What is needed: Whenever a line in the data contains "given", show that line.

Dataset excerpts: Begin

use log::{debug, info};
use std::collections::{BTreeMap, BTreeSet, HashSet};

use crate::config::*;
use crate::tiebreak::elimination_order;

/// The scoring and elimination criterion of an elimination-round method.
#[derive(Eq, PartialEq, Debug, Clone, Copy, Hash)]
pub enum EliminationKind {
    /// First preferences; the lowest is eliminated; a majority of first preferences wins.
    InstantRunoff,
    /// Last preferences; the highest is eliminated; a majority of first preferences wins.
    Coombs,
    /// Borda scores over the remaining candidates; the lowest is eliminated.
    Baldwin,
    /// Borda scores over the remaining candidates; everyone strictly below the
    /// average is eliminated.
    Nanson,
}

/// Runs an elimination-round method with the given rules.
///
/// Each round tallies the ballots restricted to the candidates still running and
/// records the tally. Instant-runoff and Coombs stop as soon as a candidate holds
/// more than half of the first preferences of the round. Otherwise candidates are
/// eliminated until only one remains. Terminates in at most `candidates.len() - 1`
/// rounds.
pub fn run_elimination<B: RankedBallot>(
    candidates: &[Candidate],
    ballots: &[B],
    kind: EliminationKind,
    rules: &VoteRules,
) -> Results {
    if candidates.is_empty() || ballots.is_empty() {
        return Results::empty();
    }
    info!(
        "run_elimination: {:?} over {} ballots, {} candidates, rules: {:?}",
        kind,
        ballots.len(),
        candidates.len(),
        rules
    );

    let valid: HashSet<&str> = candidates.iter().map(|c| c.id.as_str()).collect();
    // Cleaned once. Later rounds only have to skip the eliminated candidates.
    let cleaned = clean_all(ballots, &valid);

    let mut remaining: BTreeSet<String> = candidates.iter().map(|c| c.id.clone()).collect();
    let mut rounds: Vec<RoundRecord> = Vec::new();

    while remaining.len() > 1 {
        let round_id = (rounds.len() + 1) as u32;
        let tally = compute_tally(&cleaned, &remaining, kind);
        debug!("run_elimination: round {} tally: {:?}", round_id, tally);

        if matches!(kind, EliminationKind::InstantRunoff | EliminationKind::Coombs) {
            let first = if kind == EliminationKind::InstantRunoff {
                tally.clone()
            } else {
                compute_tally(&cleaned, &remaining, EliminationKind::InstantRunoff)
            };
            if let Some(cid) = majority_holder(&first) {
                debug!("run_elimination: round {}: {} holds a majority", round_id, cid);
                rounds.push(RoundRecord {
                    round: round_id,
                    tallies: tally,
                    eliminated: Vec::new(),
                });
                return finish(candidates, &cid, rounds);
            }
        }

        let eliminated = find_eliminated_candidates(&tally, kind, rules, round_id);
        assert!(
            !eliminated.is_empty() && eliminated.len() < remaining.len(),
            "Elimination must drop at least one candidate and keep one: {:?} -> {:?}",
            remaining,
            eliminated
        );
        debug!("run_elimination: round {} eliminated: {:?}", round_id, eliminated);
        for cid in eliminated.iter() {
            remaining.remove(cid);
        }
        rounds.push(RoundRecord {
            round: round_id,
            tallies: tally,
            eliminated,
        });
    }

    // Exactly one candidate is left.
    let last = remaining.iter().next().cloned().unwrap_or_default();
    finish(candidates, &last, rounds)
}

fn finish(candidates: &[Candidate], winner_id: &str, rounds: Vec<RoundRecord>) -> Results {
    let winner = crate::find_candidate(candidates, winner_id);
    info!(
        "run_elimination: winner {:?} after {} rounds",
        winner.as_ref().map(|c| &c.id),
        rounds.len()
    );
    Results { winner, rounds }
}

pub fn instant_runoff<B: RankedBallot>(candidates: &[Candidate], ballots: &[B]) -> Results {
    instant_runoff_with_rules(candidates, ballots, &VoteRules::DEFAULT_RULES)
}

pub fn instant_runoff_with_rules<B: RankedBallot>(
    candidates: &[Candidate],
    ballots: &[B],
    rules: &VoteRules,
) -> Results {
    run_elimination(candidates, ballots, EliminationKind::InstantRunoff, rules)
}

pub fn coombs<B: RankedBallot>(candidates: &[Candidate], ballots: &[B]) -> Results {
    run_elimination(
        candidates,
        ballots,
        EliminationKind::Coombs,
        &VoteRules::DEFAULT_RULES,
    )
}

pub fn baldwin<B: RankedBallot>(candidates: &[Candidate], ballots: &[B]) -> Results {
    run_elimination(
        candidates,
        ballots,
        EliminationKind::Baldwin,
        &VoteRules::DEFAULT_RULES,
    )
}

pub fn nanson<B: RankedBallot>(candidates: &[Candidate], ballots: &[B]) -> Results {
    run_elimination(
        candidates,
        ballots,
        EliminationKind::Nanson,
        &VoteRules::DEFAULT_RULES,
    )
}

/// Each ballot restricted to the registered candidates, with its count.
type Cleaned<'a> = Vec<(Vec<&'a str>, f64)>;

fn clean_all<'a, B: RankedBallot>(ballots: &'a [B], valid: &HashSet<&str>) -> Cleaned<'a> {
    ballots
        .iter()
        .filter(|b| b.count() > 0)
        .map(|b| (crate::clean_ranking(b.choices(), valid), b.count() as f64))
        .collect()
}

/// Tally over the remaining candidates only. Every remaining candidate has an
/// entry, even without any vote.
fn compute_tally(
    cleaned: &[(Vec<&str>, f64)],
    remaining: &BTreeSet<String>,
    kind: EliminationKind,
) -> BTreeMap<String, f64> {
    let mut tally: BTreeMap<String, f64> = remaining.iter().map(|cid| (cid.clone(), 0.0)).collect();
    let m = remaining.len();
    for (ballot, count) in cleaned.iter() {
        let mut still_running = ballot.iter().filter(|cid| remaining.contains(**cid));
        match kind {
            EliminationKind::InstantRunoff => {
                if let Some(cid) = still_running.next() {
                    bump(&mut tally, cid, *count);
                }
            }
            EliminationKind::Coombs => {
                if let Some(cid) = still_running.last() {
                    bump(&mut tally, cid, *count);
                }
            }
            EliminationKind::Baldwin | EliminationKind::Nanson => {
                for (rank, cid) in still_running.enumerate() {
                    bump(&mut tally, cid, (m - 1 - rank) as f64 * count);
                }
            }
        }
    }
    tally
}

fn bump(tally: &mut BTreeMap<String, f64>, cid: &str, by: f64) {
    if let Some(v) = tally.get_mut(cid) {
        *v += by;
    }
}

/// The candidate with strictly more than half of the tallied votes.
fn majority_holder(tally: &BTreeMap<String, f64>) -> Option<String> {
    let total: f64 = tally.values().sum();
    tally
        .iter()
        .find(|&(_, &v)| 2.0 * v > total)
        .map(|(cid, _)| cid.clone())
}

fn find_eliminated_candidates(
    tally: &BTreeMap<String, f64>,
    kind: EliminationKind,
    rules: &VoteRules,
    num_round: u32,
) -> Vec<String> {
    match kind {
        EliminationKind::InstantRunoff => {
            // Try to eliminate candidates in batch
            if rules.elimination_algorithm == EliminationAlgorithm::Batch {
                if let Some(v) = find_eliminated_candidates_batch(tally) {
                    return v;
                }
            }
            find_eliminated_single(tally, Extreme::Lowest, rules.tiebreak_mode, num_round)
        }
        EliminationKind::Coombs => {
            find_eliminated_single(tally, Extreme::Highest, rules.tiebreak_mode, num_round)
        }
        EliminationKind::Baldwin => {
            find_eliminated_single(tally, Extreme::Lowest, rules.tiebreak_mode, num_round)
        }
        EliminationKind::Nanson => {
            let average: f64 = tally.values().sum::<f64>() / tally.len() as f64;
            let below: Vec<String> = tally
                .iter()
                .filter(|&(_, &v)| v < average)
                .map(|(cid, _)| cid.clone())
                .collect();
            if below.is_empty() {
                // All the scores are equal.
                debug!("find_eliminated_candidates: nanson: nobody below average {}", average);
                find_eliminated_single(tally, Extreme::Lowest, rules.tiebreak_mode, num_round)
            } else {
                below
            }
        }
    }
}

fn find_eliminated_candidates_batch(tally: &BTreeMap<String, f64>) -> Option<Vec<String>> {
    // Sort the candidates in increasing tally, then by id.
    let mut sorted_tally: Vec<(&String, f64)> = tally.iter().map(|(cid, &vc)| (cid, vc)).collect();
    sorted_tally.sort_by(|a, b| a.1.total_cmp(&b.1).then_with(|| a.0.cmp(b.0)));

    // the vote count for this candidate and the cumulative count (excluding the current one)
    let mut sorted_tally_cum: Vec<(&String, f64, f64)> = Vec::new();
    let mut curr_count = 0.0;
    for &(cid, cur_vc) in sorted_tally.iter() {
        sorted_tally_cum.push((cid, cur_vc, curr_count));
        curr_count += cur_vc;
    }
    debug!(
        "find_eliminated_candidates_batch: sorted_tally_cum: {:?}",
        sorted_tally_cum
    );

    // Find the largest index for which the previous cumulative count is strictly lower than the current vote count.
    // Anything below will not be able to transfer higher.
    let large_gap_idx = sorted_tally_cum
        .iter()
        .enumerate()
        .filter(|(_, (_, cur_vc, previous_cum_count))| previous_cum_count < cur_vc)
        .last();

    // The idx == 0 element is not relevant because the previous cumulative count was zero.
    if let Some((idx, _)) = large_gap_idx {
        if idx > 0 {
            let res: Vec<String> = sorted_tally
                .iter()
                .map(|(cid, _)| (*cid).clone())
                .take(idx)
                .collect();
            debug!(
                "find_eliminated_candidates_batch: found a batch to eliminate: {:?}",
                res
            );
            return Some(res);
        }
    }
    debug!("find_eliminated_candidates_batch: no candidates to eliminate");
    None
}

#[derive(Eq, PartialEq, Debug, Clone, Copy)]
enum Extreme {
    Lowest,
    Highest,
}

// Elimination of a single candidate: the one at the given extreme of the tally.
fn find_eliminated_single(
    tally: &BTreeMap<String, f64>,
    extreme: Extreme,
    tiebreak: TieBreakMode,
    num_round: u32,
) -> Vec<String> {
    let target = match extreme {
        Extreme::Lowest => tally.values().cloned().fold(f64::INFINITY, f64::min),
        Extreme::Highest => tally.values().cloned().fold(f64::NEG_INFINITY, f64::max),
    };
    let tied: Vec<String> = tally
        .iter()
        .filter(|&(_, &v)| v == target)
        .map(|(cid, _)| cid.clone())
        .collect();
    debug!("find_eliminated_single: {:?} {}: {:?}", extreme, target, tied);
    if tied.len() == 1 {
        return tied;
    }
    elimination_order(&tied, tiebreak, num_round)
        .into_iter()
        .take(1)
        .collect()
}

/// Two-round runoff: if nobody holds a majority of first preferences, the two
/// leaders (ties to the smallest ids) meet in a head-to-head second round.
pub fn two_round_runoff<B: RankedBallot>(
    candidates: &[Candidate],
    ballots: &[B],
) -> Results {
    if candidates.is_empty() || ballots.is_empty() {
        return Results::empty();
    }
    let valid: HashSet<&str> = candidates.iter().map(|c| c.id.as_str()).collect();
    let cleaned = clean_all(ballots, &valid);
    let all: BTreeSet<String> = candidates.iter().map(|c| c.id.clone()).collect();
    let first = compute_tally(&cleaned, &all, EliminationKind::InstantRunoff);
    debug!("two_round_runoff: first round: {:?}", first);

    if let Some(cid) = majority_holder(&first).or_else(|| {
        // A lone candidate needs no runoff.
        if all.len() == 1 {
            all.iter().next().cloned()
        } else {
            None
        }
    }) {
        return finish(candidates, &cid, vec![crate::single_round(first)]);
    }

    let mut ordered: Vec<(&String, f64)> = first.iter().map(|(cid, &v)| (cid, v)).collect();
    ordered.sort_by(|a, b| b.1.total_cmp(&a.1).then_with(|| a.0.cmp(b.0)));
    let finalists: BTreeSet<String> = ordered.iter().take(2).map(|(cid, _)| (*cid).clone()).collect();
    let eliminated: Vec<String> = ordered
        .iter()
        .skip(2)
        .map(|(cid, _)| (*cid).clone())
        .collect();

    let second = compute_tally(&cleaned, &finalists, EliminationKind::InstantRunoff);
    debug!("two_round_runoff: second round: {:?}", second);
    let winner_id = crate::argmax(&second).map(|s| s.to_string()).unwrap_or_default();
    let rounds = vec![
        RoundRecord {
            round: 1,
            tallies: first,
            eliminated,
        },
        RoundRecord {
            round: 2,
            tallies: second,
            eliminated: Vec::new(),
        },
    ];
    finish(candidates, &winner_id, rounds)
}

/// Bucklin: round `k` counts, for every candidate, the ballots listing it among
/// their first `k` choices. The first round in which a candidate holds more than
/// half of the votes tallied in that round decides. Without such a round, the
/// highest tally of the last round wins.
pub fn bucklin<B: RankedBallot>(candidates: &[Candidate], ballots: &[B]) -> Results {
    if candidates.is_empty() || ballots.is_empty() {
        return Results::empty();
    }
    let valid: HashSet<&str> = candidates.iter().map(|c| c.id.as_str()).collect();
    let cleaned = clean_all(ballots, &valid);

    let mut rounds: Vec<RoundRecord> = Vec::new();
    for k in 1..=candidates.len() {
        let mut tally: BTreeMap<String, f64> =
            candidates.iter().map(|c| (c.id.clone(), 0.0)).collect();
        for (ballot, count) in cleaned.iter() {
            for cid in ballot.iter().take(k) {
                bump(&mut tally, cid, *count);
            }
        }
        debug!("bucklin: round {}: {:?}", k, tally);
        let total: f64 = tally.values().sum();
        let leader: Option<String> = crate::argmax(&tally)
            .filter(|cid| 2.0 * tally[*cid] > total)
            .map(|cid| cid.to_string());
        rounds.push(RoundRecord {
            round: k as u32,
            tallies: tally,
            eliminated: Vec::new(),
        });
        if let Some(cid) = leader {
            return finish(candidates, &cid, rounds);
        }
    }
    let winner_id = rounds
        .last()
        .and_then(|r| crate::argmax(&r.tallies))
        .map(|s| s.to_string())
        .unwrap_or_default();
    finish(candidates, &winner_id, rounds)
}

Dataset excerpts: End
Dataset excerpts: Begin

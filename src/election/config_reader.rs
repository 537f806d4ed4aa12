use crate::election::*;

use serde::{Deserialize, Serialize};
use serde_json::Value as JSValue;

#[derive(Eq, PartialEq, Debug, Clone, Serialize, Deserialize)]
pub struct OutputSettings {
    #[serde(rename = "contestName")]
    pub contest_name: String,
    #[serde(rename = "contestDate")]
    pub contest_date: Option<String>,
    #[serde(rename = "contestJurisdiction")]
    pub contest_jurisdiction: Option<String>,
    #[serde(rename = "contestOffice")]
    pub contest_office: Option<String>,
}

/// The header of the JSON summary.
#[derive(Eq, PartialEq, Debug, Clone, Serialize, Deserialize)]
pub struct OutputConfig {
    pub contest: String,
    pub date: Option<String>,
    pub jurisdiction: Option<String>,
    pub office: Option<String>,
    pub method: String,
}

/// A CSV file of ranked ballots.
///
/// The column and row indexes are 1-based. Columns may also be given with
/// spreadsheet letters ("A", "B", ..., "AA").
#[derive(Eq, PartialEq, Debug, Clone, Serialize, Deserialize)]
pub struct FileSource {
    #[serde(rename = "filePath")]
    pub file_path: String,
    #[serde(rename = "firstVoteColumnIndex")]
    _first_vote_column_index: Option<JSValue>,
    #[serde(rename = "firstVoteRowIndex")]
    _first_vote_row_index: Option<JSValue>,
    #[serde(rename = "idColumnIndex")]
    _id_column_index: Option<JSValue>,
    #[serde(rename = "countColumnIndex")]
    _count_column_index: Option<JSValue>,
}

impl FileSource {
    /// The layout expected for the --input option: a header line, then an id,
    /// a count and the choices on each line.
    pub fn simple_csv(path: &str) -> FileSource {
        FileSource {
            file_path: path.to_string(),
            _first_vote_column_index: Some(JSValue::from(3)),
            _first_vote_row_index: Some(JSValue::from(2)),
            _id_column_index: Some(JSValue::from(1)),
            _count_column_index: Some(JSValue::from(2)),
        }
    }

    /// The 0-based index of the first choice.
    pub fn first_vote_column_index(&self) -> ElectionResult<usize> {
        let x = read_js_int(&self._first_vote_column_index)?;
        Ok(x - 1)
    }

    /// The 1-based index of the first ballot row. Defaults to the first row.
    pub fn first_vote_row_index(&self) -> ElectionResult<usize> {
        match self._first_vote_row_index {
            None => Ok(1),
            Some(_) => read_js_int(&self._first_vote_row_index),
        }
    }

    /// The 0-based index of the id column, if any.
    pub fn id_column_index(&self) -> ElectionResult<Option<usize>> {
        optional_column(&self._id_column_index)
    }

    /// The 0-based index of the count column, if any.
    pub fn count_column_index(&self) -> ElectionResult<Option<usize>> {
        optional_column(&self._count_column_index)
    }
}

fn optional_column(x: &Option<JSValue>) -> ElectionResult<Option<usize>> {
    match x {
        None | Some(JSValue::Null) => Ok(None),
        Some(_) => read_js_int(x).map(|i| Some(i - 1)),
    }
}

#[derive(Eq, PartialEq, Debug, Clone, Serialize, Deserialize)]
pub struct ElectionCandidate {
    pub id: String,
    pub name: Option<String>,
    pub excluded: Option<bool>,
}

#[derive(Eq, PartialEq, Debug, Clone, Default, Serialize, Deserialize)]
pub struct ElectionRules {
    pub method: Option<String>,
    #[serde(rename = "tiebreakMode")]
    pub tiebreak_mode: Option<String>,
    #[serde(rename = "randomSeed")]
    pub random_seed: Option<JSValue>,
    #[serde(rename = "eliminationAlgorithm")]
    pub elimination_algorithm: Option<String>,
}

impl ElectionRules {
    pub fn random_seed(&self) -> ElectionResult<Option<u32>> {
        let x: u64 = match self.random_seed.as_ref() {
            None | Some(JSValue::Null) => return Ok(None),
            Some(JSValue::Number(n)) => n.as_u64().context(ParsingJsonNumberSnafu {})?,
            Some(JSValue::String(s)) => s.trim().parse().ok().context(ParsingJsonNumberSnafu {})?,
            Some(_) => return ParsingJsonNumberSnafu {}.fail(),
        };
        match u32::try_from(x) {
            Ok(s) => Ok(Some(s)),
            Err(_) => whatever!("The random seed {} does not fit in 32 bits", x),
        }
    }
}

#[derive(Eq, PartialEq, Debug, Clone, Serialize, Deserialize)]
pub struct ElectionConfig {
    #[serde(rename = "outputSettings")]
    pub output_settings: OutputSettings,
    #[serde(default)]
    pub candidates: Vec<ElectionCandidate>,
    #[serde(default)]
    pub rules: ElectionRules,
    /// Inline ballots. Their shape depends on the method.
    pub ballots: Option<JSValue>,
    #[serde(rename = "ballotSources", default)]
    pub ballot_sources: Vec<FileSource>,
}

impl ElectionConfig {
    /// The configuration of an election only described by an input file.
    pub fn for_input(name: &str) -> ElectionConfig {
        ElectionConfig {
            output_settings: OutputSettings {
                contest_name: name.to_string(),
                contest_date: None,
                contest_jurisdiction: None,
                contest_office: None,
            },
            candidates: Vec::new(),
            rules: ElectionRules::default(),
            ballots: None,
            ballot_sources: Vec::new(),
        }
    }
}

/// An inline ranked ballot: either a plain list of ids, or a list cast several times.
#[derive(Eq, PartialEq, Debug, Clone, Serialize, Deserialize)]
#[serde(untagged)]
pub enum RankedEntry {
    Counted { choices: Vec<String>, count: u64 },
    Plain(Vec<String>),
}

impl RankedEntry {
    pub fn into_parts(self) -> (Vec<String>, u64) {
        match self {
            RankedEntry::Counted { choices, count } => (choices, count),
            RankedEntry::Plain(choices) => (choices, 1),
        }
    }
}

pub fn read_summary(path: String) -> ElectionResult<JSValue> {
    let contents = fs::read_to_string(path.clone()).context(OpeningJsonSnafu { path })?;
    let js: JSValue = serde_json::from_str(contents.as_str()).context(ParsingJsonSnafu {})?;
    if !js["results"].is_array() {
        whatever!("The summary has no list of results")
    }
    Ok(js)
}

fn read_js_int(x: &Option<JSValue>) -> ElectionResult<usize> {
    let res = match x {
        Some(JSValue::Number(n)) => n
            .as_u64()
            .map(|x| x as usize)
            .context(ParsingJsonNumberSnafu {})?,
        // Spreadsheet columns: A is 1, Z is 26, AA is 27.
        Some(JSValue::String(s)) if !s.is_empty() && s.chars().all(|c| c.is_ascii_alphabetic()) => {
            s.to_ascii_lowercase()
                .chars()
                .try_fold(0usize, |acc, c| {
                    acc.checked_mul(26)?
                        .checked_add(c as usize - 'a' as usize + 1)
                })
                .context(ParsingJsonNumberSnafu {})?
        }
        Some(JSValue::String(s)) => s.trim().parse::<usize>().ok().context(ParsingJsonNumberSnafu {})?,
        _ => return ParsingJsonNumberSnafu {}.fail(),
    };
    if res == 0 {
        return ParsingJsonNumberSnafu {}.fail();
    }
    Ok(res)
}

Dataset excerpts: End

Final answer:
/// Runs an elimination-round method with the given rules.
// Elimination of a single candidate: the one at the given extreme of the tally.
/// The column and row indexes are 1-based. Columns may also be given with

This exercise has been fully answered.